Another advantage of using a plurality of light sources is that speckles resulting from a coherent superposition of light reflected at the surface of the object are suppressed. This is because the individual light sources (lasers) do not have a fixed phase relationship with each other and consequently incoherent superposition of the light of the lasers occurs. This reduces measurement uncertainties in depth determination. For a number of N lasers, the intensity of speckle is reduced by a factor of N ^-1/2 . In other words, the use of a high number of light sources, that is a number of at least ten light sources, improves the light output of the projector and reduces the measurement uncertainties.

According to an advantageous embodiment of the invention, the plurality of light sources is formed by means of a laser bar.
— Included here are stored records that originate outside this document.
//! Axum router construction.
//!
//! Assembles every route (REST, long-polling, `WebSocket`) into a single
//! [`Router`] with permissive CORS and request tracing.

use std::sync::Arc;

use axum::middleware;
use axum::routing::{get, post};
use axum::Router;
use tower_http::cors::{Any, CorsLayer};
use tower_http::trace::TraceLayer;

use crate::state::AppState;
use crate::{auth, handlers, ingress, polling, proxy, sightings, ws};

/// Build the complete router.
///
/// The router includes:
/// - `GET /health` -- liveness and session count
/// - `POST /notify` -- broadcast a notification (shared secret)
/// - `GET /ws` -- `WebSocket` session
/// - `POST /poll`, `GET|POST|DELETE /poll/{id}` -- long-polling session
/// - `GET /api/...` -- feed proxies, all behind the shared secret
pub fn build_router(state: Arc<AppState>) -> Router {
    let cors = CorsLayer::new()
        .allow_origin(Any)
        .allow_methods(Any)
        .allow_headers(Any);

    let api = Router::new()
        .route("/flights/{kind}", get(proxy::flights))
        .route("/birthdays", get(proxy::birthdays))
        .route("/rebrickable/minifigs/{id}", get(proxy::minifig))
        .route("/birds-sighted-nearby", get(sightings::birds_sighted_nearby))
        .route("/this-or-that/random-pair", get(proxy::random_pair))
        .route(
            "/literary-clock/{hours}/{minutes}",
            get(proxy::literary_clock),
        )
        .route_layer(middleware::from_fn_with_state(
            Arc::clone(&state),
            auth::require_api_key,
        ));

    Router::new()
        .route("/health", get(handlers::health))
        .route("/notify", post(ingress::notify))
        // Real-time transports
        .route("/ws", get(ws::ws_connect))
        .route("/poll", post(polling::connect))
        .route(
            "/poll/{id}",
            get(polling::poll)
                .post(polling::send)
                .delete(polling::disconnect),
        )
        // Feed proxies
        .nest("/api", api)
        .layer(cors)
        .layer(TraceLayer::new_for_http())
        .with_state(state)
}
In other words, the light sources form a laser array. In this case, a one-dimensional or two-dimensional laser array can be provided. Laser bars are particularly advantageous in the infrared spectral range.

Advantageously, laser bars have a high power density and at the same time a large number of lasers, so that increases the power of the projector. In addition, the measurement uncertainties in depth determination are advantageously further reduced. In particular, a plurality of laser bars may be provided. By using laser bars, powers greater than or equal to 1500 W are made possible by means of continuous wave lasers.

In an advantageous embodiment of the invention, the projector comprises at least three light sources, one of the three light sources having a wavelength in the optically red, one of the three light sources having a wavelength in the optically green and one of the three light sources having a wavelength in the optically blue spectral range.

As a result, white light can be generated by the three light sources. Advantageously, a projector for a color-coded triangulation is made possible by the colored light sources. Each microlens thus has one of the primary colors red, green or blue (RGB). For additive mixing of the respective color of the light, targeted control of the three light sources can take place. In other words, a mixed color is caused by additive color mixing of the primary colors red, green and blue.

In this case, in turn, each colored light source is assigned a microlens of the microlens array. After passing through the microlens array, the light of the colored light sources is mixed additively in the region of an image plane to be projected by means of the projector. Here, the arrangement of a projection element is provided in the image plane to be projected.

According to an advantageous embodiment of the invention, the optical coupling of a light source with the microlens associated with the light source by means of an optical waveguide.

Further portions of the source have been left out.